One problem raises its ugly head, and the conservative men of good government all know it, going in. Open carry by concealed carry licensees is an idea that has received short shrift in every session of the legislature since Jerry Patterson authored the current concealed carry handgun license law – way back in the early nineties.

Someone calmly, casually bats it down before it gets off the place-kicker's toe and starts its meteoric climb for the crossbar of the goal post – every time.

Rep. Joe Pickett, D-El Paso, chairman of the Homeland Security and Public Safety Committee, blocked the measure from a vote in the most recent Legislature because, he said, the 2013 bill did not have support from leadership or members of the House and Senate during the session.

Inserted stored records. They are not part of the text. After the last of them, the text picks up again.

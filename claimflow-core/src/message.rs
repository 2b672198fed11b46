use std::sync::Arc;

use crate::error::Error;

/// Sequence number carried by [ControlMessage::Flush]. Real sequence numbers are never negative.
pub const FLUSH_SEQUENCE_NUMBER: i64 = i64::MIN;

/// Sequence number carried by [ControlMessage::Idle].
pub const IDLE_SEQUENCE_NUMBER: i64 = i64::MIN + 1;

/// An admitted upstream message along with the routing information extracted from it.
#[derive(Debug, Clone)]
pub(crate) struct ClaimMessage<M> {
    pub(crate) claim_key: String,
    pub(crate) sequence_number: i64,
    /// Upstream format version, shared by every message of one `write_messages` call.
    pub(crate) version: Arc<str>,
    pub(crate) payload: M,
}

/// Input of a partition writer.
#[derive(Debug)]
pub(crate) enum ControlMessage<M> {
    Data(ClaimMessage<M>),
    /// Write whatever is buffered now.
    Flush,
    /// No data has arrived for a while.
    Idle,
}

impl<M> ControlMessage<M> {
    pub(crate) fn sequence_number(&self) -> i64 {
        match self {
            ControlMessage::Data(message) => message.sequence_number,
            ControlMessage::Flush => FLUSH_SEQUENCE_NUMBER,
            ControlMessage::Idle => IDLE_SEQUENCE_NUMBER,
        }
    }
}

/// Outcome of one partition flush, consumed exactly once to update counters, the watermark and
/// admission capacity.
#[derive(Debug)]
pub(crate) struct BatchResult<M> {
    pub(crate) partition: usize,
    /// Claims the store reports as written, after dedup.
    pub(crate) processed: usize,
    /// Every data message that went into the batch, including rejected ones.
    pub(crate) messages: Vec<ClaimMessage<M>>,
    pub(crate) error: Option<Error>,
}

impl<M> BatchResult<M> {
    pub(crate) fn written(partition: usize, processed: usize, messages: Vec<ClaimMessage<M>>) -> Self {
        BatchResult {
            partition,
            processed,
            messages,
            error: None,
        }
    }

    pub(crate) fn failed(partition: usize, messages: Vec<ClaimMessage<M>>, error: Error) -> Self {
        BatchResult {
            partition,
            processed: 0,
            messages,
            error: Some(error),
        }
    }
}

#[cfg(test)]
mod tests {
    use super::*;

    #[test]
    fn test_sentinels_are_disjoint() {
        assert_ne!(FLUSH_SEQUENCE_NUMBER, IDLE_SEQUENCE_NUMBER);
        assert!(FLUSH_SEQUENCE_NUMBER < 0);
        assert!(IDLE_SEQUENCE_NUMBER < 0);

        let data = ControlMessage::Data(ClaimMessage {
            claim_key: "A".to_string(),
            sequence_number: 0,
            version: Arc::from("v1"),
            payload: (),
        });
        assert_eq!(data.sequence_number(), 0);
        assert_eq!(ControlMessage::<()>::Flush.sequence_number(), FLUSH_SEQUENCE_NUMBER);
        assert_eq!(ControlMessage::<()>::Idle.sequence_number(), IDLE_SEQUENCE_NUMBER);
    }
}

He added that he was not alone. "I'm not a big fan," Pickett said. "But I didn't stop it. If there would have been support from the governor, lieutenant governor and speaker, it would have been signed into law."

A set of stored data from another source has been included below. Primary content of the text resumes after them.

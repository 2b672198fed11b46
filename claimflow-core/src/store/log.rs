use tracing::info;

use crate::error::Result;
use crate::store::{Claim, ClaimStore, ClaimUpdate};

/// Logs every written claim and keeps the checkpoint of this instance in memory.
#[derive(Debug, Default)]
pub struct LogStore {
    checkpoint: Option<i64>,
}

impl ClaimStore for LogStore {
    type Message = ClaimUpdate;
    type Claim = Claim;

    fn claim_key(&self, message: &ClaimUpdate) -> String {
        message.key.clone()
    }

    fn sequence_number(&self, message: &ClaimUpdate) -> i64 {
        message.sequence_number
    }

    async fn transform(&mut self, version: &str, message: &ClaimUpdate) -> Result<Option<Claim>> {
        Ok(Some(message.to_claim(version)))
    }

    async fn write_claims(&mut self, claims: Vec<Claim>) -> Result<usize> {
        for claim in &claims {
            let log_line = format!(
                "Claim - {} SequenceNumber - {} Version - {} Payload - {}",
                claim.key,
                claim.sequence_number,
                claim.version,
                String::from_utf8_lossy(&claim.payload),
            );
            info!("{}", log_line);
        }
        Ok(claims.len())
    }

    async fn persist_checkpoint(&mut self, sequence_number: i64) -> Result<()> {
        info!(sequence_number, "Checkpoint");
        self.checkpoint = Some(sequence_number);
        Ok(())
    }

    async fn read_checkpoint(&mut self) -> Result<Option<i64>> {
        Ok(self.checkpoint)
    }

    async fn close(&mut self) -> Result<()> {
        Ok(())
    }
}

And that's why Mr. Patterson made his historic move – drew that line in the sand – at the Alamo on Saturday, October 19.

As Texas Land Commissioner, he has charge of the upkeep and maintenance of the Shrine, and he made the highly symbolic use of its graceful old plaza available for the use of the Come and Take It movement. For many years previously, the Daughters of the Texas Revolution have limited the use of the Shrine of the Alamo to certain non-political events, such as an annual meeting of the Grand Lodge of Texas, A.F. and A.M., to commemorate the siege and martyrdom of their brethren who were doomed by their bid for freedom from tyranny.

Patterson allowed the rally to take place, the first of its type in the recent memory of men and women living in the Alamo City.

He read from the Texas Declaration of Independence, a pugnacious document voted out by the Texians at Washington-on-the-Brazos so long ago. He reminded the hundreds of rifle-toting men and women that chief among the many complaints of the Texians was the fact that the government of Mexico had sent its dragoons to take their cannon, their muskets and pistols.

In conversation following his public remarks, Mr. Patterson reminded his listeners that since the passage of the Concealed Carry Handgun License law, cities and counties have passed certain “unconstitutional ordinances” requiring peace officers to arrest those who go armed, to confiscate their weapons pending investigation and trial.

SAPD (San Antonio Police Department) is operating under an ordinance that is unlawful and unconstitutional. That needs to be changed.” he concluded.

The conflict today is as plain as that of March, 1836; either the bad folks know you've got it, and you will use it, or they don't.